Giduthuri, Joseph G., Purohit, Vidula, Maire, Nicolas, Kudale, Abhay, Utzinger, Jürg, Schindler, Christian, Weiss, Mitchell G.
Vaccine 2019
World Health Organization, influenza, influenza vaccination, neonates, pregnancy, pregnant women, prenatal care, socioeconomic status, surveys, vaccines, India
Antenatal influenza vaccination (AIV) is an effective intervention for protecting pregnant women and their newborns against influenza. Although the World Health Organization recommends AIV at any stage of pregnancy, in low- and middle-income countries, including India, it is rarely provided. Research suggests that antenatal care (ANC) provider practices explain much of this limited coverage. Our study in urban Pune, India, assessed the feasibility of a two-stage clinician-engagement strategy to reduce missed opportunities for AIV in urban private-practice ANC clinics.Clinicians were randomised to intervention and control arms in slum and middle-class study sites. Intervention-group clinicians (active clinicians) were assessed on vaccination-related views and practices, and were presented with authoritative AIV recommendations from global, academic and professional medical organizations. In a second meeting after a community survey, findings concerning vaccination-related views and experiences were explained to active clinicians. Assessment of community vaccination views were not provided to control-group clinicians. Both groups maintained logs of ANC clinic visit vaccination status throughout the 11-month study period to enable identification of missed and taken opportunities for vaccination. Analyses were restricted to visits of women in their third trimester without previous AIV in the current pregnancy.Overall, 30 clinicians participated. After first and second interactions, active clinicians in middle-class communities vaccinated at 12.2% and 37.8%, respectively. Middle-class control clinicians vaccinated at <0.2% throughout the study.
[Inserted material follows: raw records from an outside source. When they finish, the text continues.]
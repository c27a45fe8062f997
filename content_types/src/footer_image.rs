//! Footer image value type

use serde::{Deserialize, Serialize};

/// The footer image attached to a post
///
/// Attached 1:1 to a post and persisted as three plain string fields.
/// An empty `src` means "unset"; `title` and `alt` are only meaningful
/// while `src` is non-empty. Removal is defined as resetting all three
/// fields to empty strings, never as deleting the record.
#[derive(Debug, Clone, PartialEq, Eq, Serialize, Deserialize)]
pub struct FooterImage {
    /// Absolute or relative image URL; empty means unset
    pub src: String,
    /// Advisory display title; may be empty
    pub title: String,
    /// Accessibility text; may be empty
    pub alt: String,
}

impl FooterImage {
    /// Creates a footer image from the three stored fields
    pub fn new(src: impl Into<String>, title: impl Into<String>, alt: impl Into<String>) -> Self {
        Self {
            src: src.into(),
            title: title.into(),
            alt: alt.into(),
        }
    }

    /// Creates the all-empty (unset) footer image
    pub fn empty() -> Self {
        Self::new("", "", "")
    }

    /// Returns true if an image is associated
    ///
    /// Whitespace-only URLs count as unset (trim-then-check).
    pub fn is_set(&self) -> bool {
        !self.src.trim().is_empty()
    }

    /// Resets all three fields to empty strings
    pub fn clear(&mut self) {
        self.src.clear();
        self.title.clear();
        self.alt.clear();
    }
}

impl Default for FooterImage {
    fn default() -> Self {
        Self::empty()
    }
}
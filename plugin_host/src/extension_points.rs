//! Named extension points
//!
//! The host exposes two extension point families: content filters, which
//! transform rendered content, and save actions, which run on the post-save
//! path. Registration is explicit and name-checked; dispatch is in
//! registration order and recorded in the dispatch log.

use content_types::PostId;
use post_meta::MetaStore;
use save_handler::SaveRequest;
use thiserror::Error;

use crate::log::{DispatchEntry, DispatchLevel, DispatchLog};

/// Content filter callback
///
/// Receives the content so far, the post being displayed, whether this is a
/// single-post view, and read access to the metadata store. Returns the
/// (possibly transformed) content.
pub type ContentFilterFn = Box<dyn Fn(&str, PostId, bool, &MetaStore) -> String>;

/// Save action callback
///
/// Receives write access to the store, the saved post, and the submitted
/// request. Returns the store keys it wrote.
pub type SaveActionFn = Box<dyn Fn(&mut MetaStore, PostId, &SaveRequest) -> Vec<String>>;

/// Error type for extension point registration
#[derive(Debug, Clone, Error, PartialEq, Eq)]
pub enum HostError {
    /// A callback is already registered under this name
    #[error("Callback name already registered: {0}")]
    NameAlreadyRegistered(String),
}

/// The composition root's callback registry
///
/// Owns every registered callback; there is no ambient global registry.
#[derive(Default)]
pub struct ExtensionPoints {
    content_filters: Vec<(String, ContentFilterFn)>,
    save_actions: Vec<(String, SaveActionFn)>,
    log: DispatchLog,
}

impl ExtensionPoints {
    /// Creates an empty registry
    pub fn new() -> Self {
        Self {
            content_filters: Vec::new(),
            save_actions: Vec::new(),
            log: DispatchLog::new(),
        }
    }

    /// Registers a content filter under a unique name
    pub fn register_content_filter(
        &mut self,
        name: impl Into<String>,
        filter: ContentFilterFn,
    ) -> Result<(), HostError> {
        let name = name.into();
        if self.has_name(&name) {
            return Err(HostError::NameAlreadyRegistered(name));
        }
        self.content_filters.push((name, filter));
        Ok(())
    }

    /// Registers a save action under a unique name
    pub fn register_save_action(
        &mut self,
        name: impl Into<String>,
        action: SaveActionFn,
    ) -> Result<(), HostError> {
        let name = name.into();
        if self.has_name(&name) {
            return Err(HostError::NameAlreadyRegistered(name));
        }
        self.save_actions.push((name, action));
        Ok(())
    }

    /// Runs all content filters over the content, in registration order
    ///
    /// Each filter receives the previous filter's output.
    pub fn apply_content_filters(
        &mut self,
        content: &str,
        post_id: PostId,
        is_single: bool,
        store: &MetaStore,
    ) -> String {
        let mut current = content.to_string();
        for (name, filter) in &self.content_filters {
            current = filter(&current, post_id, is_single, store);
            self.log.record(
                DispatchEntry::new(DispatchLevel::Debug, "content-filter", name.clone())
                    .with_field("post", post_id.to_string())
                    .with_field("single", is_single.to_string()),
            );
        }
        current
    }

    /// Runs all save actions for a submitted request, in registration order
    ///
    /// Returns every store key written, in dispatch order.
    pub fn dispatch_save(
        &mut self,
        store: &mut MetaStore,
        post_id: PostId,
        request: &SaveRequest,
    ) -> Vec<String> {
        let mut written = Vec::new();
        for (name, action) in &self.save_actions {
            let keys = action(store, post_id, request);
            self.log.record(
                DispatchEntry::new(DispatchLevel::Info, "save-action", name.clone())
                    .with_field("post", post_id.to_string())
                    .with_field("keys_written", keys.len().to_string()),
            );
            written.extend(keys);
        }
        written
    }

    /// Returns the registered content filter names, in order
    pub fn filter_names(&self) -> Vec<&str> {
        self.content_filters
            .iter()
            .map(|(name, _)| name.as_str())
            .collect()
    }

    /// Returns the registered save action names, in order
    pub fn action_names(&self) -> Vec<&str> {
        self.save_actions
            .iter()
            .map(|(name, _)| name.as_str())
            .collect()
    }

    /// Returns the dispatch log
    pub fn dispatch_log(&self) -> &DispatchLog {
        &self.log
    }

    fn has_name(&self, name: &str) -> bool {
        self.content_filters.iter().any(|(n, _)| n == name)
            || self.save_actions.iter().any(|(n, _)| n == name)
    }
}
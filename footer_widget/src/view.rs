//! Widget-visible UI surface
//!
//! The widget manipulates four addressable elements on the host editor
//! page: the select affordance, the preview image, the remove affordance,
//! and the three hidden form fields. This module models them as plain
//! structured state; the host decides actual presentation.

use content_types::FooterImage;

/// Attributes of the preview image element
#[derive(Debug, Clone, Default, PartialEq, Eq)]
pub struct PreviewAttrs {
    pub src: String,
    pub alt: String,
    pub title: String,
}

/// The three hidden form fields
///
/// This is the transient, unsaved copy of the post's footer image values;
/// it becomes durable only through the post-save path.
#[derive(Debug, Clone, Default, PartialEq, Eq)]
pub struct FormFields {
    pub src: String,
    pub title: String,
    pub alt: String,
}

impl FormFields {
    /// Creates form fields from persisted values
    pub fn from_image(image: &FooterImage) -> Self {
        Self {
            src: image.src.clone(),
            title: image.title.clone(),
            alt: image.alt.clone(),
        }
    }

    /// Converts the fields back into the value type
    pub fn to_image(&self) -> FooterImage {
        FooterImage::new(self.src.clone(), self.title.clone(), self.alt.clone())
    }

    /// Resets all three fields to empty strings
    pub fn clear(&mut self) {
        self.src.clear();
        self.title.clear();
        self.alt.clear();
    }
}

/// The widget's visible state
///
/// Invariant: exactly one of the select and remove affordances is visible
/// at any time, and preview visibility always equals remove visibility.
#[derive(Debug, Clone, PartialEq, Eq)]
pub struct WidgetView {
    /// "Select image" affordance visibility
    pub select_visible: bool,
    /// Preview image visibility
    pub preview_visible: bool,
    /// "Remove image" affordance visibility
    pub remove_visible: bool,
    /// Preview image attributes
    pub preview: PreviewAttrs,
    /// Hidden form fields
    pub fields: FormFields,
}

impl WidgetView {
    /// Creates the view for a post with no image: select shown, the rest
    /// hidden
    pub fn empty() -> Self {
        Self {
            select_visible: true,
            preview_visible: false,
            remove_visible: false,
            preview: PreviewAttrs::default(),
            fields: FormFields::default(),
        }
    }

    /// Reveals the preview and remove affordance, hides select
    pub fn reveal_image(&mut self) {
        self.select_visible = false;
        self.preview_visible = true;
        self.remove_visible = true;
    }

    /// Hides the preview and remove affordance, reveals select
    pub fn hide_image(&mut self) {
        self.select_visible = true;
        self.preview_visible = false;
        self.remove_visible = false;
    }
}

impl Default for WidgetView {
    fn default() -> Self {
        Self::empty()
    }
}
This difference in AIV taken opportunities between middle-class active and control clinics was statistically significant (p <0.05) after first and second interactions. In slum-community sites, active clinicians’ AIV activity was minimal throughout.Our approach for engaging clinicians effectively reduced missed opportunities for AIV in urban middle-class settings of Pune. It may also improve maternal vaccination for other conditions. The absence of any similar effect in slum-based clinics likely reflects critical limitations of vaccine access.